そんな事も関係無しに、私はいつも通りの身支度をして隊舎を出た。



「狐珀、緊張してるのか?」

隣にいる朽木副隊長が私の顔を覗きながら言った。

今日は2日前に決まった、新隊長の任命式だ。

私の意見は意味が無いようで、他の隊長等によって決定が決められた。

とは言え、護廷十三隊の全ての隊に隊長はいる。

どの枠に入るのやら...考えるだけで頭が痛い。





「いえ。
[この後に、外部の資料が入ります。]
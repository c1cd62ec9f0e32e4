use serde::{Deserialize, Serialize};

pub const DEFAULT_BASE_URL: &str = "http://localhost:3000";

#[derive(Clone, Debug, Serialize, Deserialize)]
pub struct AppConfig {
    #[serde(default)]
    pub api_token: String,
    #[serde(default = "default_base_url")]
    pub base_url: String,
    // The session's own user. `--user-id` on the command line takes precedence.
    #[serde(default)]
    pub user_id: Option<i64>,
    #[serde(default = "default_theme")]
    pub theme: String,
}

impl Default for AppConfig {
    fn default() -> Self {
        Self {
            api_token: String::new(),
            base_url: default_base_url(),
            user_id: None,
            theme: default_theme(),
        }
    }
}

fn default_base_url() -> String {
    DEFAULT_BASE_URL.to_string()
}

fn default_theme() -> String {
    "tokyo-night".to_string()
}
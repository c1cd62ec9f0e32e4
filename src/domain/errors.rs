use thiserror::Error;

#[derive(Debug, Error)]
pub enum ApiError {
    #[error("request failed: {0}")]
    Http(#[from] reqwest::Error),

    #[error("unauthorized ({0}); set WORKTIME_TOKEN or save a token in the configuration")]
    Unauthorized(u16),

    #[error("server answered {status}: {body}")]
    Status { status: u16, body: String },

    #[error("API client unavailable: {0}")]
    Unavailable(String),

    #[error("could not decode {what}: {source}")]
    Decode {
        what: &'static str,
        #[source]
        source: serde_json::Error,
    },
}
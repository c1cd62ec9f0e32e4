use ratatui::{
    Frame,
    layout::Rect,
    style::{Color, Modifier, Style},
    text::{Line, Span},
    widgets::{Block, Borders, List, ListItem},
};
use ratatui_themes::ThemePalette;

use crate::application::history::EntryHistory;
use crate::utils::time::format_duration;

pub fn render_history(
    frame: &mut Frame,
    area: Rect,
    history: &mut EntryHistory,
    palette: &ThemePalette,
    active: bool,
    date_label: &str,
) {
    let items: Vec<ListItem> = history
        .entries()
        .iter()
        .map(|entry| {
            let project = history
                .project_for(entry)
                .map(|p| p.name)
                .unwrap_or_else(|| entry.project_name());
            let mut spans = vec![
                Span::styled(
                    format!(
                        "{}-{}  ",
                        entry.starts_at.format("%H:%M"),
                        entry.ends_at.format("%H:%M")
                    ),
                    Style::default().fg(Color::Cyan),
                ),
                Span::styled(
                    format!("{:>5}  ", format_duration(entry.duration_minutes())),
                    Style::default().fg(Color::Green),
                ),
                Span::styled(
                    format!("{project:<18} "),
                    Style::default().add_modifier(Modifier::BOLD),
                ),
                Span::raw(entry.body.clone().unwrap_or_default()),
            ];
            if let Some(task) = entry.task.as_deref().filter(|t| !t.is_empty()) {
                spans.push(Span::styled(
                    format!("  [{task}]"),
                    Style::default().fg(palette.muted),
                ));
            }
            ListItem::new(Line::from(spans))
        })
        .collect();

    let title = format!(
        "Entries {} ({}) total {}",
        date_label,
        history.entries().len(),
        format_duration(history.total_minutes())
    );
    let border = if active { palette.accent } else { palette.muted };
    let list = List::new(items)
        .block(
            Block::default()
                .title(title)
                .borders(Borders::ALL)
                .border_style(Style::default().fg(border))
                .style(Style::default().bg(palette.bg).fg(palette.fg)),
        )
        .highlight_style(
            Style::default()
                .bg(palette.selection)
                .add_modifier(Modifier::BOLD),
        )
        .highlight_symbol(if active { "> " } else { "  " });

    frame.render_stateful_widget(list, area, &mut history.list_state);
}
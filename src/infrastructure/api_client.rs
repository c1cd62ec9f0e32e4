use chrono::NaiveDate;
use reqwest::StatusCode;
use reqwest::blocking::{Client, RequestBuilder, Response};
use serde::de::DeserializeOwned;
use serde_json::Value;
use std::time::Duration;
use tracing::{debug, warn};

use crate::domain::errors::ApiError;
use crate::domain::models::*;
use crate::utils::parsing::api_date;

/// The remote side of the timesheet: project catalog, day history, creation.
pub trait WorkTimeGateway: Send + Sync {
    fn fetch_simple_projects(&self) -> Result<Vec<Project>, ApiError>;

    fn fetch_day_entries(
        &self,
        date: NaiveDate,
        user_id: Option<i64>,
    ) -> Result<Vec<SubmittedEntry>, ApiError>;

    fn create_work_time(&self, work_time: &CreateWorkTime) -> Result<SubmitOutcome, ApiError>;
}

pub struct ApiClient {
    pub base_url: String,
    pub token: String,
    pub client: Client,
}

impl ApiClient {
    pub fn new(base_url: String, token: String) -> Result<Self, ApiError> {
        let client = Client::builder().timeout(Duration::from_secs(15)).build()?;

        Ok(Self {
            base_url: base_url.trim_end_matches('/').to_string(),
            token,
            client,
        })
    }

    fn url(&self, path: &str) -> String {
        format!("{}{}", self.base_url, path)
    }

    fn authorized(&self, request: RequestBuilder) -> RequestBuilder {
        if self.token.is_empty() {
            request
        } else {
            request.bearer_auth(&self.token)
        }
    }

    fn send(&self, request: RequestBuilder, call_name: &str) -> Result<Response, ApiError> {
        let response = self.authorized(request).send()?;
        let status = response.status();
        debug!(call = call_name, status = status.as_u16(), "response");

        if matches!(status, StatusCode::UNAUTHORIZED | StatusCode::FORBIDDEN) {
            return Err(ApiError::Unauthorized(status.as_u16()));
        }
        Ok(response)
    }

    fn get_list<T: DeserializeOwned>(
        &self,
        request: RequestBuilder,
        call_name: &'static str,
        keys: &[&str],
    ) -> Result<Vec<T>, ApiError> {
        let response = self.send(request, call_name)?;
        let status = response.status();
        let body = response.text()?;
        if !status.is_success() {
            return Err(ApiError::Status {
                status: status.as_u16(),
                body: body.lines().next().unwrap_or("").to_string(),
            });
        }
        parse_list_from_body(&body, keys, call_name)
    }
}

impl WorkTimeGateway for ApiClient {
    fn fetch_simple_projects(&self) -> Result<Vec<Project>, ApiError> {
        let url = self.url("/api/projects/simple");
        debug!(%url, "fetching projects");
        let projects: Vec<Project> =
            self.get_list(self.client.get(url), "GET /api/projects/simple", &["projects", "data"])?;
        debug!(count = projects.len(), "projects fetched");
        Ok(projects)
    }

    fn fetch_day_entries(
        &self,
        date: NaiveDate,
        user_id: Option<i64>,
    ) -> Result<Vec<SubmittedEntry>, ApiError> {
        let url = self.url("/api/work_times");
        let mut request = self.client.get(url).query(&[("date", api_date(date))]);
        if let Some(user_id) = user_id {
            request = request.query(&[("user_id", user_id)]);
        }

        let mut entries: Vec<SubmittedEntry> =
            self.get_list(request, "GET /api/work_times", &["work_times", "data", "entries"])?;
        entries.sort_by_key(|entry| entry.starts_at);
        debug!(count = entries.len(), %date, "history fetched");
        Ok(entries)
    }

    fn create_work_time(&self, work_time: &CreateWorkTime) -> Result<SubmitOutcome, ApiError> {
        let url = self.url("/api/work_times");
        debug!(
            %url,
            project_id = work_time.project_id,
            user_id = ?work_time.user_id,
            starts_at = %work_time.starts_at,
            ends_at = %work_time.ends_at,
            "creating work time"
        );

        let request = self
            .client
            .post(url)
            .json(&CreateWorkTimeRequest { work_time });
        let response = self.send(request, "POST /api/work_times")?;
        let status = response.status().as_u16();
        let body = response.text()?;
        submit_outcome(status, &body)
    }
}

/// Maps the create response: 200 is the only success, 422 carries field
/// errors, anything else is a failure.
fn submit_outcome(status: u16, body: &str) -> Result<SubmitOutcome, ApiError> {
    match status {
        200 => {
            let entry = serde_json::from_str(body).map_err(|source| ApiError::Decode {
                what: "created work time",
                source,
            })?;
            Ok(SubmitOutcome::Created(entry))
        }
        422 => {
            warn!(%body, "work time rejected");
            Ok(SubmitOutcome::Rejected(parse_server_errors(body)))
        }
        other => {
            warn!(status = other, %body, "work time creation failed");
            Ok(SubmitOutcome::Failed(other))
        }
    }
}

/// Reads a 422 body. Accepts `{"errors": {...}}` or a bare field map; values
/// may be a list of messages or a single message.
pub fn parse_server_errors(body: &str) -> ServerErrors {
    let mut errors = ServerErrors::new();
    let value: Value = serde_json::from_str(body).unwrap_or(Value::Null);
    let map = match &value {
        Value::Object(map) => match map.get("errors") {
            Some(Value::Object(inner)) => Some(inner),
            _ => Some(map),
        },
        _ => None,
    };

    if let Some(map) = map {
        for (key, messages) in map {
            let messages: Vec<String> = match messages {
                Value::Array(items) => items
                    .iter()
                    .filter_map(|item| item.as_str().map(str::to_string))
                    .collect(),
                Value::String(message) => vec![message.clone()],
                _ => Vec::new(),
            };
            if !messages.is_empty() {
                errors.insert(key.clone(), messages);
            }
        }
    }

    if errors.is_empty() {
        errors.insert("base".to_string(), vec!["is invalid".to_string()]);
    }
    errors
}

fn parse_list_from_body<T: DeserializeOwned>(
    body: &str,
    keys: &[&str],
    what: &'static str,
) -> Result<Vec<T>, ApiError> {
    let value: Value =
        serde_json::from_str(body).map_err(|source| ApiError::Decode { what, source })?;

    let list = match value {
        Value::Array(_) => value,
        Value::Object(mut map) => keys
            .iter()
            .find_map(|key| map.remove(*key).filter(Value::is_array))
            .unwrap_or(Value::Array(Vec::new())),
        _ => Value::Array(Vec::new()),
    };

    serde_json::from_value(list).map_err(|source| ApiError::Decode { what, source })
}

#[cfg(test)]
mod tests {
    use super::*;

    #[test]
    fn server_errors_from_wrapped_object() {
        let errors = parse_server_errors(
            r#"{"errors":{"starts_at":["overlaps with other entry"],"body":"too short"}}"#,
        );
        assert_eq!(errors["starts_at"], vec!["overlaps with other entry"]);
        assert_eq!(errors["body"], vec!["too short"]);
    }

    #[test]
    fn server_errors_from_bare_map() {
        let errors = parse_server_errors(r#"{"project_id":["can't be blank"]}"#);
        assert_eq!(errors.len(), 1);
        assert_eq!(errors["project_id"], vec!["can't be blank"]);
    }

    #[test]
    fn unreadable_rejection_falls_back_to_base() {
        let errors = parse_server_errors("<html>nope</html>");
        assert_eq!(errors["base"], vec!["is invalid"]);
    }

    #[test]
    fn list_body_may_be_bare_or_wrapped() {
        let bare: Vec<Project> =
            parse_list_from_body(r#"[{"id":1,"name":"Lunch","lunch":true}]"#, &["projects"], "p")
                .unwrap();
        assert_eq!(bare.len(), 1);
        assert!(bare[0].lunch);

        let wrapped: Vec<Project> = parse_list_from_body(
            r#"{"projects":[{"id":2,"name":"Internal","work_times_allows_task":true}]}"#,
            &["projects"],
            "p",
        )
        .unwrap();
        assert_eq!(wrapped[0].id, 2);
        assert!(wrapped[0].allows_task);
        assert!(!wrapped[0].count_duration);
    }

    #[test]
    fn submitted_entry_decodes_rails_timestamps() {
        let entry: SubmittedEntry = serde_json::from_str(
            r#"{"id":7,"user_id":3,"body":"review","project_id":4,
                "starts_at":"2024-03-07T09:00:00.000+01:00",
                "ends_at":"2024-03-07T10:30:00.000+01:00"}"#,
        )
        .unwrap();
        assert_eq!(entry.duration_minutes(), 90);
        assert_eq!(entry.project_name(), "Project 4");
    }

    #[test]
    fn only_200_counts_as_created() {
        let body = r#"{"id":7,"project_id":4,
            "starts_at":"2024-03-07T09:00:00+01:00","ends_at":"2024-03-07T10:00:00+01:00"}"#;
        assert!(matches!(
            submit_outcome(200, body),
            Ok(SubmitOutcome::Created(entry)) if entry.id == 7
        ));
        assert!(matches!(submit_outcome(201, body), Ok(SubmitOutcome::Failed(201))));
        assert!(matches!(submit_outcome(500, ""), Ok(SubmitOutcome::Failed(500))));
        assert!(matches!(
            submit_outcome(422, r#"{"body":["can't be blank"]}"#),
            Ok(SubmitOutcome::Rejected(errors)) if errors["body"] == vec!["can't be blank"]
        ));
    }

    #[test]
    fn create_request_wraps_work_time() {
        use chrono::TimeZone;
        let starts_at = chrono::Local.with_ymd_and_hms(2024, 3, 7, 9, 0, 0).unwrap();
        let work_time = CreateWorkTime {
            user_id: None,
            body: "standup".to_string(),
            task: String::new(),
            project_id: 5,
            starts_at,
            ends_at: starts_at + chrono::Duration::minutes(15),
        };
        let json = serde_json::to_value(CreateWorkTimeRequest {
            work_time: &work_time,
        })
        .unwrap();
        assert_eq!(json["work_time"]["project_id"], 5);
        assert_eq!(json["work_time"]["body"], "standup");
        assert!(json["work_time"].get("user_id").is_none());
        assert!(json["work_time"]["starts_at"].is_string());
    }
}
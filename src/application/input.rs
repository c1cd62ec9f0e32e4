use crossterm::event::{KeyCode, KeyModifiers};

use crate::application::app::{App, AppFocus, InputMode};
use crate::application::entry_form::FormField;

/// Returns true when the app should quit.
pub fn handle_key(app: &mut App, code: KeyCode, modifiers: KeyModifiers) -> bool {
    let ctrl = modifiers.contains(KeyModifiers::CONTROL);
    if code == KeyCode::Char('c') && ctrl {
        return true;
    }

    if app.input_mode == InputMode::Configuring {
        match code {
            KeyCode::Esc => app.close_config(),
            KeyCode::BackTab => app.config_prev_field(),
            KeyCode::Tab => app.config_next_field(),
            KeyCode::Up => app.config_theme_previous(),
            KeyCode::Down => app.config_theme_next(),
            KeyCode::Enter => app.save_config_form(),
            KeyCode::Backspace => app.config_backspace(),
            KeyCode::Char('u') if ctrl => app.config_clear_field(),
            KeyCode::Char(value) => app.config_input(value),
            _ => {}
        }
        return false;
    }

    if !app.timesheet.is_ready() {
        match code {
            KeyCode::Char('q') | KeyCode::Esc => return true,
            KeyCode::Char('o') => app.open_config(),
            _ => {}
        }
        return false;
    }

    match app.focus {
        AppFocus::Form => handle_form_key(app, code, ctrl),
        AppFocus::History => return handle_history_key(app, code),
    }
    false
}

fn handle_form_key(app: &mut App, code: KeyCode, ctrl: bool) {
    let on_project = app.timesheet.form().focused == FormField::Project;
    match code {
        KeyCode::Esc => app.focus_history(),
        KeyCode::Char('s') if ctrl => app.submit(),
        KeyCode::Char('u') if ctrl => app.timesheet.form_mut().clear_focused(),
        KeyCode::Tab => app.timesheet.form_mut().next_field(),
        KeyCode::BackTab => app.timesheet.form_mut().prev_field(),
        KeyCode::Enter => app.form_enter(),
        KeyCode::Up if on_project => app.timesheet.form_mut().selector.nav_up(),
        KeyCode::Down if on_project => app.timesheet.form_mut().selector.nav_down(),
        KeyCode::Backspace => app.timesheet.form_mut().input_backspace(),
        KeyCode::Char(value) if !ctrl => app.timesheet.form_mut().input_push(value),
        _ => {}
    }
}

fn handle_history_key(app: &mut App, code: KeyCode) -> bool {
    match code {
        KeyCode::Char('q') => return true,
        KeyCode::Down | KeyCode::Char('j') => app.timesheet.history_mut().next(),
        KeyCode::Up | KeyCode::Char('k') => app.timesheet.history_mut().previous(),
        KeyCode::Char('y') | KeyCode::Char('d') => app.copy_selected_entry(),
        KeyCode::Char('r') => app.timesheet.refresh_history(),
        KeyCode::Char('o') => app.open_config(),
        KeyCode::Enter | KeyCode::Tab | KeyCode::Char('i') | KeyCode::Esc => app.focus_form(),
        _ => {}
    }
    false
}
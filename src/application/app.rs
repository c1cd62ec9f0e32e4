use std::sync::Arc;

use chrono::NaiveDate;
use tracing::{error, info};

use crate::application::entry_form::FormField;
use crate::application::timesheet::Timesheet;
use crate::domain::config::AppConfig;
use crate::domain::draft::SessionContext;
use crate::domain::errors::ApiError;
use crate::domain::models::{CreateWorkTime, Project, SubmitOutcome, SubmittedEntry};
use crate::infrastructure::api_client::WorkTimeGateway;
use crate::infrastructure::config::{
    build_client, effective_base_url, effective_token, load_config, save_config,
};
use crate::ui::theme::{THEME_CATALOG, resolve_theme_name};

#[derive(Clone, Copy, PartialEq, Eq, Debug)]
pub enum InputMode {
    Normal,
    Configuring,
}

#[derive(Clone, Copy, PartialEq, Eq, Debug)]
pub enum AppFocus {
    Form,
    History,
}

#[derive(PartialEq, Eq, Clone, Copy, Debug)]
pub enum ConfigField {
    Token,
    BaseUrl,
    UserId,
    Theme,
}

pub struct ConfigForm {
    pub token: String,
    pub base_url: String,
    pub user_id: String,
    pub theme: String,
    pub focused: ConfigField,
}

pub struct App {
    pub timesheet: Timesheet,
    pub focus: AppFocus,
    pub input_mode: InputMode,
    pub config: AppConfig,
    pub config_form: Option<ConfigForm>,
    user_id_override: Option<i64>,
}

impl App {
    pub fn new(user_id_override: Option<i64>) -> Self {
        let config = load_config();
        let mut timesheet = build_timesheet(&config, user_id_override);
        timesheet.mount();

        Self {
            timesheet,
            focus: AppFocus::Form,
            input_mode: InputMode::Normal,
            config,
            config_form: None,
            user_id_override,
        }
    }

    pub fn tick(&mut self) {
        self.timesheet.poll();
    }

    pub fn focus_form(&mut self) {
        self.focus = AppFocus::Form;
    }

    pub fn focus_history(&mut self) {
        self.timesheet.form_mut().leave_field();
        self.focus = AppFocus::History;
    }

    pub fn copy_selected_entry(&mut self) {
        self.timesheet.history().copy_selected();
        self.timesheet.poll();
        self.focus = AppFocus::Form;
    }

    pub fn submit(&mut self) {
        self.timesheet.form_mut().leave_field();
        self.timesheet.submit();
    }

    pub fn form_enter(&mut self) {
        let form = self.timesheet.form_mut();
        if form.focused == FormField::Project && form.confirm_project() {
            return;
        }
        if form.focused == FormField::Date {
            self.submit();
        } else {
            form.next_field();
        }
    }

    // Config Modal Methods
    pub fn open_config(&mut self) {
        self.config_form = Some(ConfigForm {
            token: effective_token(&self.config),
            base_url: effective_base_url(&self.config),
            user_id: self
                .config
                .user_id
                .map(|id| id.to_string())
                .unwrap_or_default(),
            theme: resolve_theme_name(&self.config.theme).slug().to_string(),
            focused: ConfigField::Token,
        });
        self.input_mode = InputMode::Configuring;
    }

    pub fn close_config(&mut self) {
        self.config_form = None;
        self.input_mode = InputMode::Normal;
    }

    pub fn save_config_form(&mut self) {
        let Some(form) = &self.config_form else {
            return;
        };

        let user_id = form.user_id.trim();
        let user_id = if user_id.is_empty() {
            None
        } else {
            match user_id.parse::<i64>() {
                Ok(id) if id > 0 => Some(id),
                _ => {
                    self.timesheet.notice = format!("invalid user id: {user_id}");
                    return;
                }
            }
        };

        let new_config = AppConfig {
            api_token: form.token.trim().to_string(),
            base_url: form.base_url.trim().to_string(),
            user_id,
            theme: form.theme.clone(),
        };

        match save_config(&new_config) {
            Ok(()) => {
                info!("configuration saved");
                self.config = new_config;
                self.config_form = None;
                self.input_mode = InputMode::Normal;
                self.timesheet = build_timesheet(&self.config, self.user_id_override);
                self.timesheet.mount();
            }
            Err(e) => {
                error!(error = %e, "could not save configuration");
                self.timesheet.notice = format!("error saving configuration: {e}");
            }
        }
    }

    pub fn config_next_field(&mut self) {
        if let Some(form) = &mut self.config_form {
            form.focused = match form.focused {
                ConfigField::Token => ConfigField::BaseUrl,
                ConfigField::BaseUrl => ConfigField::UserId,
                ConfigField::UserId => ConfigField::Theme,
                ConfigField::Theme => ConfigField::Token,
            };
        }
    }

    pub fn config_prev_field(&mut self) {
        if let Some(form) = &mut self.config_form {
            form.focused = match form.focused {
                ConfigField::Token => ConfigField::Theme,
                ConfigField::BaseUrl => ConfigField::Token,
                ConfigField::UserId => ConfigField::BaseUrl,
                ConfigField::Theme => ConfigField::UserId,
            };
        }
    }

    pub fn config_input(&mut self, ch: char) {
        if let Some(form) = &mut self.config_form {
            match form.focused {
                ConfigField::Token => form.token.push(ch),
                ConfigField::BaseUrl => form.base_url.push(ch),
                ConfigField::UserId if ch.is_ascii_digit() => form.user_id.push(ch),
                ConfigField::UserId | ConfigField::Theme => {}
            }
        }
    }

    pub fn config_backspace(&mut self) {
        if let Some(form) = &mut self.config_form {
            match form.focused {
                ConfigField::Token => {
                    form.token.pop();
                }
                ConfigField::BaseUrl => {
                    form.base_url.pop();
                }
                ConfigField::UserId => {
                    form.user_id.pop();
                }
                ConfigField::Theme => {}
            }
        }
    }

    pub fn config_clear_field(&mut self) {
        if let Some(form) = &mut self.config_form {
            match form.focused {
                ConfigField::Token => form.token.clear(),
                ConfigField::BaseUrl => form.base_url.clear(),
                ConfigField::UserId => form.user_id.clear(),
                ConfigField::Theme => {}
            }
        }
    }

    pub fn config_theme_next(&mut self) {
        self.shift_theme(1);
    }

    pub fn config_theme_previous(&mut self) {
        self.shift_theme(THEME_CATALOG.len() - 1);
    }

    fn shift_theme(&mut self, step: usize) {
        if let Some(form) = &mut self.config_form {
            if form.focused != ConfigField::Theme {
                return;
            }
            let current = THEME_CATALOG
                .iter()
                .position(|slug| *slug == form.theme)
                .unwrap_or(0);
            form.theme = THEME_CATALOG[(current + step) % THEME_CATALOG.len()].to_string();
        }
    }
}

fn build_timesheet(config: &AppConfig, user_id_override: Option<i64>) -> Timesheet {
    let session = SessionContext {
        current_user_id: config.user_id,
        user_id_override,
    };
    let gateway: Arc<dyn WorkTimeGateway> = match build_client(config) {
        Ok(client) => Arc::new(client),
        Err(e) => {
            error!(error = %e, "could not build HTTP client");
            Arc::new(OfflineGateway(e.to_string()))
        }
    };
    Timesheet::new(gateway, session)
}

/// Stands in when no HTTP client could be built; every call reports why.
struct OfflineGateway(String);

impl WorkTimeGateway for OfflineGateway {
    fn fetch_simple_projects(&self) -> Result<Vec<Project>, ApiError> {
        Err(ApiError::Unavailable(self.0.clone()))
    }

    fn fetch_day_entries(
        &self,
        _date: NaiveDate,
        _user_id: Option<i64>,
    ) -> Result<Vec<SubmittedEntry>, ApiError> {
        Err(ApiError::Unavailable(self.0.clone()))
    }

    fn create_work_time(&self, _work_time: &CreateWorkTime) -> Result<SubmitOutcome, ApiError> {
        Err(ApiError::Unavailable(self.0.clone()))
    }
}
」

極普通の隊士だった私が突然の昇任。

皆に伝えられた時は非常に驚かれ、妬まれた。

それに一々反応する私ではないが周りの目に声に、毎日イライラした。



前を見て歩く私の隣で、朽木副隊長は悲しそうな顔をする。

横目で見ただけだが間違いない。

彼女も妬んでいるのかどうか、何も言わない副隊長の気持ちはわからない。



何も言わず歩くこと数分。

各隊第10席から隊長までがいるであろう任命式場の前に着く。

朽木副隊長は最後に私の左手を握り、笑顔を見せて中に入っていった。

握られた手はまだ微かに暖かさを帯びている。

その手を静かに見つめギュッと握り締めた。